A new file system of type "cgroup" (VFS) is registered on Linux start.
started like :
start_kernel -> cgroup_init_early -> cgroup_init_subsys -> cgroup_init


cgroup_init_subsys
top cgroup state is created :
                        /* Create the top cgroup state for this subsystem */
                        list_add(&ss->sibling, &cgroup_dummy_root.subsys_list);

cgroupfs_root is created.

Filesystem registration :
mounting unmounting operations : cgroup_init()
                        err = register_filesystem(&cgroup_fs_type);
                       
static struct file_system_type cgroup_fs_type = {
                        .name = "cgroup",
                        .mount = cgroup_mount,
                        .kill_sb = cgroup_kill_sb,
};


CGROUP ACTIONS :
All cgroups actions are performed via filesystem actions (create/remove directory, reading/writing to files in it, mounting/mount options).            
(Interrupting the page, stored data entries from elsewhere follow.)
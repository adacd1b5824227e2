//! External collaborator adapters

pub mod reasoning;
pub mod warnings;
pub mod weather;
pub mod webhook;

pub use reasoning::ReasoningClient;
pub use warnings::WarningFeedClient;
pub use weather::OpenWeatherClient;
pub use webhook::WebhookNotifier;
//! Trigger evaluator
//!
//! Decides, for each new measurement, whether the expensive reasoning-based
//! analysis should run. Conditions are checked in a fixed order and the first
//! match wins. The analysis cache suppresses re-analysis of an equivalent
//! situation, and a forced check bounds how long the engine can stay idle.
//!
//! The whole check-then-act sequence of one evaluation runs under a single
//! lock so two concurrent evaluations can never both fire for the same key.

use std::collections::VecDeque;
use std::sync::{Mutex, MutexGuard, PoisonError};

use chrono::{DateTime, Utc};
use shared::{
    CacheKind, Location, Measurement, SeverityWarning, SuppressionReason, TriggerDecision,
    TriggerOutcome, TriggerReason,
};
use uuid::Uuid;

use crate::config::{CacheConfig, TriggerConfig};
use crate::services::cache::AnalysisCache;

/// Stateful trigger evaluator for one location
pub struct TriggerEvaluator {
    config: TriggerConfig,
    state: Mutex<TriggerState>,
}

struct TriggerState {
    cache: AnalysisCache,
    last_fired_at: Option<DateTime<Utc>>,
    /// Start of the idle clock before the first fire
    idle_anchor: Option<DateTime<Utc>>,
    last_observation: Option<Observation>,
    decisions: VecDeque<TriggerDecision>,
}

/// Bucket seen by the previous evaluation
struct Observation {
    key: String,
    at: DateTime<Utc>,
    /// A measurement condition (not a warning or the idle rule) matched
    matched: bool,
}

impl TriggerEvaluator {
    pub fn new(location: &Location, config: TriggerConfig, cache_config: CacheConfig) -> Self {
        Self {
            config,
            state: Mutex::new(TriggerState {
                cache: AnalysisCache::new(location, cache_config),
                last_fired_at: None,
                idle_anchor: None,
                last_observation: None,
                decisions: VecDeque::new(),
            }),
        }
    }

    /// Evaluate the newest measurement against the current wall clock
    pub fn evaluate(
        &self,
        measurement: Option<&Measurement>,
        warnings: &[SeverityWarning],
    ) -> TriggerDecision {
        self.evaluate_at(Utc::now(), measurement, warnings)
    }

    /// Evaluate the newest measurement as of `now`
    pub fn evaluate_at(
        &self,
        now: DateTime<Utc>,
        measurement: Option<&Measurement>,
        warnings: &[SeverityWarning],
    ) -> TriggerDecision {
        let mut state = self.lock();
        state.idle_anchor.get_or_insert(now);

        let Some(measurement) = measurement.filter(|m| m.is_usable()) else {
            let decision = new_decision(now, None, suppressed(SuppressionReason::NoData, None), None);
            return self.record(&mut state, decision);
        };

        let key = state.cache.condition_key(measurement);
        let matched = self.match_measurement(measurement);
        let previous = state.last_observation.replace(Observation {
            key: key.clone(),
            at: now,
            matched: matched.is_some(),
        });

        let active: Vec<&SeverityWarning> = warnings
            .iter()
            .filter(|w| self.warning_applies(w, now))
            .collect();

        let idle_since = state.last_fired_at.or(state.idle_anchor).unwrap_or(now);
        let idle_exceeded = now - idle_since > self.config.max_idle();

        let reason = matched
            .or_else(|| (!active.is_empty()).then_some(TriggerReason::SeverityWarning))
            .or_else(|| idle_exceeded.then_some(TriggerReason::ForcedCheck));

        let Some(reason) = reason else {
            let outcome = suppressed(SuppressionReason::NoCondition, None);
            let decision = new_decision(now, Some(measurement), outcome, Some(key));
            return self.record(&mut state, decision);
        };

        let mut covered_warnings = Vec::new();
        if reason == TriggerReason::SeverityWarning {
            covered_warnings = active
                .iter()
                .map(|w| w.id.clone())
                .filter(|id| {
                    let warning_key = state.cache.warning_key(id);
                    !state.cache.contains(CacheKind::Warning, &warning_key, now)
                })
                .collect();

            if covered_warnings.is_empty() {
                let outcome = suppressed(SuppressionReason::CacheHit, Some(reason));
                let decision = new_decision(now, Some(measurement), outcome, Some(key));
                return self.record(&mut state, decision);
            }
        } else if state.cache.contains(CacheKind::Condition, &key, now) {
            let outcome = suppressed(SuppressionReason::CacheHit, Some(reason));
            let decision = new_decision(now, Some(measurement), outcome, Some(key));
            return self.record(&mut state, decision);
        } else if !idle_exceeded && self.is_sustained(previous.as_ref(), &key, now) {
            let outcome = suppressed(SuppressionReason::SustainedCondition, Some(reason));
            let decision = new_decision(now, Some(measurement), outcome, Some(key));
            return self.record(&mut state, decision);
        }

        // Fire: one write covering the condition and any warnings it answers
        state.cache.put(CacheKind::Condition, &key, now);
        for id in &covered_warnings {
            let warning_key = state.cache.warning_key(id);
            state.cache.put(CacheKind::Warning, &warning_key, now);
        }
        state.last_fired_at = Some(now);

        let outcome = TriggerOutcome::Fire { reason };
        let mut decision = new_decision(now, Some(measurement), outcome, Some(key));
        decision.warning_ids = covered_warnings;
        self.record(&mut state, decision)
    }

    /// First matching measurement condition (rules 1 to 5)
    fn match_measurement(&self, m: &Measurement) -> Option<TriggerReason> {
        let cfg = &self.config;

        if m.precipitation_probability_pct
            .is_some_and(|p| p > cfg.precipitation_probability_threshold)
        {
            return Some(TriggerReason::PrecipitationProbability);
        }
        if m.precipitation_mm.is_some_and(|p| p > cfg.precipitation_rate_threshold) {
            return Some(TriggerReason::HeavyPrecipitation);
        }
        if let (Some(humidity), Some(pressure)) = (m.humidity_pct, m.pressure_hpa) {
            if humidity > cfg.storm_humidity_threshold && pressure < cfg.storm_pressure_threshold {
                return Some(TriggerReason::StormSignature);
            }
        }
        if m.wind_speed_ms.is_some_and(|w| w >= cfg.wind_speed_gale) {
            return Some(TriggerReason::Gale);
        }
        if let Some(label) = m.condition.as_deref() {
            let label = label.to_lowercase();
            if cfg
                .storm_keywords
                .iter()
                .any(|k| !k.is_empty() && label.contains(&k.to_lowercase()))
            {
                return Some(TriggerReason::StormKeyword);
            }
        }
        None
    }

    fn warning_applies(&self, warning: &SeverityWarning, now: DateTime<Utc>) -> bool {
        warning.severity.is_actionable()
            && warning.severity >= self.config.min_warning_severity
            && warning.is_within(now, self.config.warning_lookahead())
    }

    /// The same matching bucket was observed without a break in observation
    fn is_sustained(&self, previous: Option<&Observation>, key: &str, now: DateTime<Utc>) -> bool {
        previous.is_some_and(|p| {
            p.matched && p.key == key && now - p.at <= self.config.continuity_gap()
        })
    }

    fn record(&self, state: &mut TriggerState, decision: TriggerDecision) -> TriggerDecision {
        log_decision(&decision);

        state.decisions.push_back(decision.clone());
        while state.decisions.len() > self.config.decision_log_capacity.max(1) {
            state.decisions.pop_front();
        }
        decision
    }

    /// Most recent decisions, newest first
    pub fn recent_decisions(&self, limit: usize) -> Vec<TriggerDecision> {
        self.lock().decisions.iter().rev().take(limit).cloned().collect()
    }

    pub fn last_fired_at(&self) -> Option<DateTime<Utc>> {
        self.lock().last_fired_at
    }

    /// Live cache entries, oldest first
    pub fn cache_entries(&self, now: DateTime<Utc>) -> Vec<shared::CacheEntry> {
        self.lock().cache.entries(now)
    }

    /// Bounded-memory sweep of expired cache entries
    pub fn purge_expired(&self, now: DateTime<Utc>) -> usize {
        self.lock().cache.purge_expired(now)
    }

    /// Move the evaluator to another location; cached analyses do not carry over
    pub fn rescope(&self, location: &Location) {
        let mut state = self.lock();
        if state.cache.rescope(location) {
            state.last_observation = None;
        }
    }

    fn lock(&self) -> MutexGuard<'_, TriggerState> {
        self.state.lock().unwrap_or_else(PoisonError::into_inner)
    }
}

fn suppressed(reason: SuppressionReason, matched: Option<TriggerReason>) -> TriggerOutcome {
    TriggerOutcome::Suppressed { reason, matched }
}

fn new_decision(
    now: DateTime<Utc>,
    measurement: Option<&Measurement>,
    outcome: TriggerOutcome,
    cache_key: Option<String>,
) -> TriggerDecision {
    TriggerDecision {
        id: Uuid::new_v4(),
        evaluated_at: now,
        measured_at: measurement.map(|m| m.timestamp),
        outcome,
        cache_key,
        warning_ids: Vec::new(),
    }
}

fn log_decision(decision: &TriggerDecision) {
    match &decision.outcome {
        TriggerOutcome::Fire { reason } => tracing::info!(
            decision_id = %decision.id,
            rule = reason.rule_number(),
            reason = reason.description(),
            key = decision.cache_key.as_deref().unwrap_or(""),
            warnings = ?decision.warning_ids,
            "Analysis triggered"
        ),
        TriggerOutcome::Suppressed {
            reason: SuppressionReason::NoCondition,
            ..
        } => tracing::debug!(decision_id = %decision.id, "Trigger quiet, no condition matched"),
        TriggerOutcome::Suppressed { reason, matched } => tracing::info!(
            decision_id = %decision.id,
            suppression = ?reason,
            matched = ?matched,
            key = decision.cache_key.as_deref().unwrap_or(""),
            "Analysis suppressed"
        ),
    }
}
mount operations are mentioned previously. The read, write , create and remove are identified by :
kernel/cgroup.c :

static const struct file_operations cgroup_file_operations = {
                        .read = cgroup_file_read,
                        .write = cgroup_file_write,
                        .llseek = generic_file_llseek,
                        .open = cgroup_file_open,
                        .release = cgroup_file_release,
};

static const struct inode_operations cgroup_file_inode_operations = {
                        .setxattr = cgroup_setxattr,
                        .getxattr = cgroup_getxattr,
                        .listxattr = cgroup_listxattr,
                        .removexattr = cgroup_removexattr,
};

static const struct inode_operations cgroup_dir_inode_operations = {
                        .lookup = simple_lookup,
                        .mkdir = cgroup_mkdir,
                        .rmdir = cgroup_rmdir,
                        .rename = cgroup_rename,
                        .setxattr = cgroup_setxattr,
                        .getxattr = cgroup_getxattr,
                        .listxattr = cgroup_listxattr,
                        .removexattr = cgroup_removexattr,
};


The control group can be mounted anywhere on the filesystem. Systemd uses /sys/fs/cgroup. When mounting, we can specify with mount options (-o) which subsystems we want to use.
Say for make a cgroup with blkio susbsystem commands will be :
                        mount -t tmpfs cgroup_root /sys/fs/cgroup
                        mkdir /sys/fs/cgroup/blkio
                        mount -t cgroup -o blkio none /sys/fs/cgroup/blkio
                        mkdir -p /sys/fs/cgroup/blkio/test1/

mount -t cgroup -o blkio none /sys/fs/cgroup/blkio
This command calls a cgroup_mount and creates the files in this directory :

lnx:/sys/fs/cgroup/blkio # ls
blkio.io_merged                   blkio.io_service_time_recursive  blkio.reset_stats                blkio.throttle.write_bps_device   cgroup.event_control
blkio.io_merged_recursive         blkio.io_serviced                blkio.sectors                    blkio.throttle.write_iops_device  cgroup.procs
blkio.io_queued                   blkio.io_serviced_recursive      blkio.sectors_recursive          blkio.time                        cgroup.sane_behavior
blkio.io_queued_recursive         blkio.io_wait_time               blkio.throttle.io_service_bytes  blkio.time_recursive              notify_on_release
blkio.io_service_bytes            blkio.io_wait_time_recursive     blkio.throttle.io_serviced       blkio.weight                      release_agent
blkio.io_service_bytes_recursive  blkio.leaf_weight                blkio.throttle.read_bps_device   blkio.weight_device               tasks
blkio.io_service_time             blkio.leaf_weight_device         blkio.throttle.read_iops_device  cgroup.clone_children

Now make directory in this newly created cgroup.
mkdir -p /sys/fs/cgroup/blkio/test1

cgroup_create is called. Here the new cgroup is created and the blkio subsystem is initialised :
                        /* allocate the cgroup and its ID, 0 is reserved for the root */
                        cgrp = kzalloc(sizeof(*cgrp), GFP_KERNEL);
                        if (!cgrp)
                                                return -ENOMEM;

                        name = cgroup_alloc_name(dentry);
                       
cgroup blkio subsystem is allocated              :
                                                css = ss->css_alloc(cgroup_css(parent, ss));

                                               
For the (blkio controller) blkcg the function called is blkcg_css_alloc.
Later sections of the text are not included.